* Exercise description *
Using the data that follows, say how many lines contain the word "types", giving the number by itself.

* Available data *
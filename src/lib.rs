//! VirtuArt Library
//!
//! A terminal gallery landing page. The binary parses arguments and calls
//! into here; everything else lives in the workspace crates.

use std::path::Path;

use virtuart_app::config::{init_config_dir, load_content, load_settings, GalleryContent, Settings};
use virtuart_core::prelude::*;

/// Command-line overrides applied on top of `.virtuart/config.toml`
#[derive(Debug, Clone, Default)]
pub struct RunOptions {
    /// Keep the carousel still regardless of the config file
    pub no_autoplay: bool,
}

/// Main application entry point for the gallery in `dir`
pub async fn run(dir: &Path, options: RunOptions) -> Result<()> {
    // Initialize error handling
    color_eyre::install().map_err(|e| Error::terminal(e.to_string()))?;

    // Initialize logging (to file, since the TUI owns stdout)
    virtuart_core::logging::init()?;
    info!("Gallery directory: {}", dir.display());

    let result = match load(dir, &options) {
        Ok((content, settings)) => {
            info!(
                "Autoplay {} every {:?}",
                if settings.autoplay.enabled { "on" } else { "off" },
                settings.autoplay.interval()
            );
            virtuart_tui::run(content, settings).await
        }
        Err(e) => Err(e),
    };

    if let Err(ref e) = result {
        error!("{}: {:?}", failure_label(e), e);
    }

    info!("VirtuArt exiting");
    result
}

/// Log prefix for an error that ended the run
fn failure_label(error: &Error) -> &'static str {
    if error.is_fatal() {
        "Cannot start gallery"
    } else {
        "Application error"
    }
}

/// Load page content and settings for `dir`, applying `options`
pub fn load(dir: &Path, options: &RunOptions) -> Result<(GalleryContent, Settings)> {
    let mut settings = load_settings(dir);
    if options.no_autoplay {
        settings.autoplay.enabled = false;
    }
    let content = load_content(dir)?;
    Ok((content, settings))
}

/// Write default `.virtuart/` files into `dir`
pub fn init(dir: &Path) -> Result<()> {
    init_config_dir(dir)
}

#[cfg(test)]
mod tests {
    use super::*;

    #[test]
    fn test_failure_label_separates_startup_errors() {
        assert_eq!(failure_label(&Error::EmptyCarousel), "Cannot start gallery");
        assert_eq!(
            failure_label(&Error::config_invalid("content.toml", "no slides")),
            "Cannot start gallery"
        );
        assert_eq!(failure_label(&Error::terminal("draw failed")), "Application error");
    }
}
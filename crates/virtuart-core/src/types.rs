//! Gallery domain types
//!
//! Content records shown on the landing page. All of them are read-only at
//! runtime; they are loaded once from configuration and then only referenced.

use serde::{Deserialize, Serialize};

/// One carousel entry
#[derive(Debug, Clone, PartialEq, Eq, Deserialize, Serialize)]
pub struct Slide {
    pub id: String,
    /// Image path or URL. Rendered as a labelled placeholder.
    pub image: String,
    pub title: String,
    pub subtitle: String,
}

/// One clickable category tile
#[derive(Debug, Clone, PartialEq, Eq, Deserialize, Serialize)]
pub struct CategoryCard {
    pub id: String,
    pub title: String,
    pub description: String,
    pub image: String,
}

/// One entry of the feature grid below the category strip
#[derive(Debug, Clone, PartialEq, Eq, Deserialize, Serialize)]
pub struct Feature {
    pub title: String,
    pub body: String,
    pub image: String,
    pub link_label: String,
    pub route: Route,
}

/// Outbound navigation targets.
///
/// Routing itself belongs to the host; the gallery only names the target.
#[derive(Debug, Clone, Copy, PartialEq, Eq, Hash, Deserialize, Serialize)]
#[serde(rename_all = "lowercase")]
pub enum Route {
    Home,
    About,
    Contact,
    Login,
    Register,
}

impl Route {
    /// Routes shown in the header navigation, in display order
    pub const NAV: [Route; 5] = [
        Route::Home,
        Route::About,
        Route::Contact,
        Route::Login,
        Route::Register,
    ];

    pub fn path(&self) -> &'static str {
        match self {
            Route::Home => "/",
            Route::About => "/about",
            Route::Contact => "/contact",
            Route::Login => "/login",
            Route::Register => "/register",
        }
    }

    /// Label used in the header navigation
    pub fn nav_label(&self) -> &'static str {
        match self {
            Route::Home => "Home",
            Route::About => "About Us",
            Route::Contact => "Contact",
            Route::Login => "Login",
            Route::Register => "Register",
        }
    }
}

impl std::fmt::Display for Route {
    fn fmt(&self, f: &mut std::fmt::Formatter<'_>) -> std::fmt::Result {
        write!(f, "{}", self.path())
    }
}
//! Loaders for .virtuart/config.toml and .virtuart/content.toml

use std::path::{Path, PathBuf};

use virtuart_core::prelude::*;

use super::types::{GalleryContent, Settings};

const CONFIG_FILENAME: &str = "config.toml";
const CONTENT_FILENAME: &str = "content.toml";
const VIRTUART_DIR: &str = ".virtuart";

/// Path of the settings file under `dir`
pub fn settings_path(dir: &Path) -> PathBuf {
    dir.join(VIRTUART_DIR).join(CONFIG_FILENAME)
}

/// Path of the content file under `dir`
pub fn content_path(dir: &Path) -> PathBuf {
    dir.join(VIRTUART_DIR).join(CONTENT_FILENAME)
}

/// Load settings from `.virtuart/config.toml`.
///
/// A missing or unreadable file yields defaults; problems are logged.
pub fn load_settings(dir: &Path) -> Settings {
    let config_path = settings_path(dir);

    if !config_path.exists() {
        debug!("No config file at {:?}, using defaults", config_path);
        return Settings::default();
    }

    match std::fs::read_to_string(&config_path) {
        Ok(content) => match toml::from_str(&content) {
            Ok(settings) => {
                debug!("Loaded settings from {:?}", config_path);
                settings
            }
            Err(e) => {
                warn!("Failed to parse {:?}: {}", config_path, e);
                Settings::default()
            }
        },
        Err(e) => {
            warn!("Failed to read {:?}: {}", config_path, e);
            Settings::default()
        }
    }
}

/// Load page content from `.virtuart/content.toml`.
///
/// Missing or malformed files fall back to the built-in placeholder content.
/// A well-formed file without slides is an error: the carousel cannot run.
pub fn load_content(dir: &Path) -> Result<GalleryContent> {
    let path = content_path(dir);

    if !path.exists() {
        debug!("No content file at {:?}, using placeholders", path);
        return Ok(GalleryContent::default());
    }

    let text = match std::fs::read_to_string(&path) {
        Ok(text) => text,
        Err(e) => {
            warn!("Failed to read {:?}: {}", path, e);
            return Ok(GalleryContent::default());
        }
    };

    let content: GalleryContent = match toml::from_str(&text) {
        Ok(content) => content,
        Err(e) => {
            warn!("Failed to parse {:?}: {}", path, e);
            return Ok(GalleryContent::default());
        }
    };

    if content.slides.is_empty() {
        return Err(Error::config_invalid(path, "at least one [[slides]] entry is required"));
    }

    info!(
        "Loaded content from {:?}: {} slides, {} cards, {} features",
        path,
        content.slides.len(),
        content.cards.len(),
        content.features.len()
    );
    Ok(content)
}

/// Create default config files in the .virtuart/ directory.
///
/// Existing files are left untouched.
pub fn init_config_dir(dir: &Path) -> Result<()> {
    let virtuart_dir = dir.join(VIRTUART_DIR);

    if !virtuart_dir.exists() {
        std::fs::create_dir_all(&virtuart_dir)
            .map_err(|e| Error::config(format!("Failed to create .virtuart dir: {}", e)))?;
    }

    let config_path = virtuart_dir.join(CONFIG_FILENAME);
    if !config_path.exists() {
        let default_content = r#"# VirtuArt Configuration

[autoplay]
enabled = true
interval_ms = 4500      # Carousel auto-advance period (min 500)

[ui]
scroll_fraction = 0.8   # Share of the strip width moved per scroll
smooth_scroll = true
tick_rate_ms = 50
brand = "ARTGALLERY"
"#;
        std::fs::write(&config_path, default_content)
            .context("Writing default config.toml")?;
        info!("Created {:?}", config_path);
    }

    let content_file = virtuart_dir.join(CONTENT_FILENAME);
    if !content_file.exists() {
        let body = toml::to_string_pretty(&GalleryContent::default())
            .map_err(|e| Error::config(format!("Failed to serialize content: {}", e)))?;
        let text = format!("# VirtuArt page content\n# Replace the placeholders with your own assets.\n\n{body}");
        std::fs::write(&content_file, text).context("Writing default content.toml")?;
        info!("Created {:?}", content_file);
    }

    Ok(())
}
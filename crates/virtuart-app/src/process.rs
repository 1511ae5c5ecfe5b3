//! Message processing: runs the update loop and dispatches actions

use tracing::warn;

use crate::handler::{update, UpdateAction};
use crate::message::Message;
use crate::navigator::Navigator;
use crate::state::AppState;

/// Upper bound on follow-up messages chained from one input
const MAX_FOLLOW_UPS: usize = 16;

/// Process a message through the TEA update function.
///
/// Follow-up messages are processed in turn; actions go to `navigator`.
pub fn process_message(state: &mut AppState, message: Message, navigator: &mut dyn Navigator) {
    let mut msg = Some(message);
    let mut steps = 0;

    while let Some(m) = msg {
        if steps == MAX_FOLLOW_UPS {
            warn!("Dropping follow-up chain at {:?}", m);
            break;
        }
        steps += 1;

        let result = update(state, m);

        if let Some(action) = result.action {
            handle_action(action, navigator);
        }

        msg = result.message;
    }
}

fn handle_action(action: UpdateAction, navigator: &mut dyn Navigator) {
    match action {
        UpdateAction::Navigate(route) => navigator.navigate(route),
    }
}

#[cfg(test)]
mod tests {
    use super::*;
    use crate::focus::Focus;
    use crate::input_key::InputKey;
    use crate::navigator::LogNavigator;
    use virtuart_core::Route;

    #[test]
    fn test_key_chain_reaches_navigator() {
        let mut state = AppState::with_defaults();
        let mut nav = LogNavigator::new();
        state.focus.set(Focus::Nav(Route::Login));

        process_message(&mut state, Message::Key(InputKey::Enter), &mut nav);

        assert_eq!(nav.last(), Some(Route::Login));
    }

    #[test]
    fn test_key_chain_updates_state() {
        let mut state = AppState::with_defaults();
        let mut nav = LogNavigator::new();

        process_message(&mut state, Message::Key(InputKey::Right), &mut nav);

        assert_eq!(state.carousel.index(), 1);
        assert!(nav.last().is_none());
    }
}
//! Application error types with rich context

use std::path::PathBuf;
use thiserror::Error;

/// Result type alias using our Error type
pub type Result<T> = std::result::Result<T, Error>;

/// Application error types organized by layer/domain
#[derive(Debug, Error)]
pub enum Error {
    // ─────────────────────────────────────────────────────────────
    // Common/Infrastructure Errors
    // ─────────────────────────────────────────────────────────────
    #[error("IO error: {0}")]
    Io(#[from] std::io::Error),

    #[error("TOML parsing error: {0}")]
    Toml(#[from] toml::de::Error),

    // ─────────────────────────────────────────────────────────────
    // Terminal/TUI Errors
    // ─────────────────────────────────────────────────────────────
    #[error("Terminal error: {message}")]
    Terminal { message: String },

    #[error("Failed to initialize terminal: {0}")]
    TerminalInit(String),

    // ─────────────────────────────────────────────────────────────
    // Configuration Errors
    // ─────────────────────────────────────────────────────────────
    #[error("Configuration error: {message}")]
    Config { message: String },

    #[error("Invalid configuration in {path}: {message}")]
    ConfigInvalid { path: PathBuf, message: String },

    // ─────────────────────────────────────────────────────────────
    // Gallery Errors
    // ─────────────────────────────────────────────────────────────
    #[error("Carousel needs at least one slide")]
    EmptyCarousel,
}

// ─────────────────────────────────────────────────────────────────
// Convenience Constructors
// ─────────────────────────────────────────────────────────────────

impl Error {
    pub fn terminal(message: impl Into<String>) -> Self {
        Self::Terminal {
            message: message.into(),
        }
    }

    pub fn config(message: impl Into<String>) -> Self {
        Self::Config {
            message: message.into(),
        }
    }

    pub fn config_invalid(path: impl Into<PathBuf>, message: impl Into<String>) -> Self {
        Self::ConfigInvalid {
            path: path.into(),
            message: message.into(),
        }
    }

    /// Check if this error should trigger application exit
    pub fn is_fatal(&self) -> bool {
        matches!(
            self,
            Error::TerminalInit(_) | Error::EmptyCarousel | Error::ConfigInvalid { .. }
        )
    }
}

// ─────────────────────────────────────────────────────────────────
// Error Context Extensions (for use with color-eyre)
// ─────────────────────────────────────────────────────────────────

/// Extension trait for adding context to Results
pub trait ResultExt<T> {
    /// Add context to an error
    fn context(self, context: impl Into<String>) -> Result<T>;

    /// Add context with a closure (lazy evaluation)
    fn with_context<F>(self, f: F) -> Result<T>
    where
        F: FnOnce() -> String;
}

impl<T, E: Into<Error>> ResultExt<T> for std::result::Result<T, E> {
    fn context(self, context: impl Into<String>) -> Result<T> {
        self.map_err(|e| {
            let err = e.into();
            tracing::error!("{}: {:?}", context.into(), err);
            err
        })
    }

    fn with_context<F>(self, f: F) -> Result<T>
    where
        F: FnOnce() -> String,
    {
        self.map_err(|e| {
            let err = e.into();
            tracing::error!("{}: {:?}", f(), err);
            err
        })
    }
}
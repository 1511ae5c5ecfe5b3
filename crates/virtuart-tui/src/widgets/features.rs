//! Feature grid: one bordered panel per feature, each with an outbound link

use ratatui::{
    buffer::Buffer,
    layout::{Constraint, Layout, Rect},
    style::Style,
    text::{Line, Span},
    widgets::{Paragraph, Widget, Wrap},
};
use virtuart_app::Focus;
use virtuart_core::Feature;

use crate::theme::{palette, styles};

use super::text_width;

pub struct FeatureGrid<'a> {
    features: &'a [Feature],
    focus: Option<Focus>,
}

impl<'a> FeatureGrid<'a> {
    pub fn new(features: &'a [Feature], focus: Option<Focus>) -> Self {
        Self { features, focus }
    }

    fn panels(&self, area: Rect) -> Vec<Rect> {
        if self.features.is_empty() {
            return Vec::new();
        }
        let n = self.features.len() as u32;
        Layout::horizontal((0..n).map(|_| Constraint::Ratio(1, n)))
            .spacing(1)
            .split(area)
            .to_vec()
    }

    /// Rect of each feature's link, in feature order
    pub fn link_rects(&self, area: Rect) -> Vec<Rect> {
        self.panels(area)
            .into_iter()
            .zip(self.features)
            .filter_map(|(panel, feature)| {
                let inner = styles::glass_block(false).inner(panel);
                if inner.height == 0 || inner.width == 0 {
                    return None;
                }
                let width = (text_width(&feature.link_label) + 2).min(inner.width);
                Some(Rect::new(inner.x, inner.bottom() - 1, width, 1))
            })
            .collect()
    }
}

impl Widget for FeatureGrid<'_> {
    fn render(self, area: Rect, buf: &mut Buffer) {
        let links = self.link_rects(area);

        for (i, (panel, feature)) in self.panels(area).into_iter().zip(self.features).enumerate() {
            let block = styles::glass_block(false)
                .title(Span::styled(format!(" {} ", feature.title), styles::accent_bold()))
                .style(Style::default().bg(palette::CARD_BG));
            let inner = block.inner(panel);
            block.render(panel, buf);

            // Body above the link row
            let body = Rect {
                height: inner.height.saturating_sub(1),
                ..inner
            };
            Paragraph::new(Line::from(Span::styled(
                feature.body.as_str(),
                styles::text_secondary(),
            )))
            .wrap(Wrap { trim: true })
            .render(body, buf);

            if let Some(link) = links.get(i) {
                let style = styles::link(self.focus == Some(Focus::FeatureLink(i)));
                buf.set_stringn(
                    link.x,
                    link.y,
                    format!("→ {}", feature.link_label),
                    link.width as usize,
                    style,
                );
            }
        }
    }
}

* Answer to this task *
5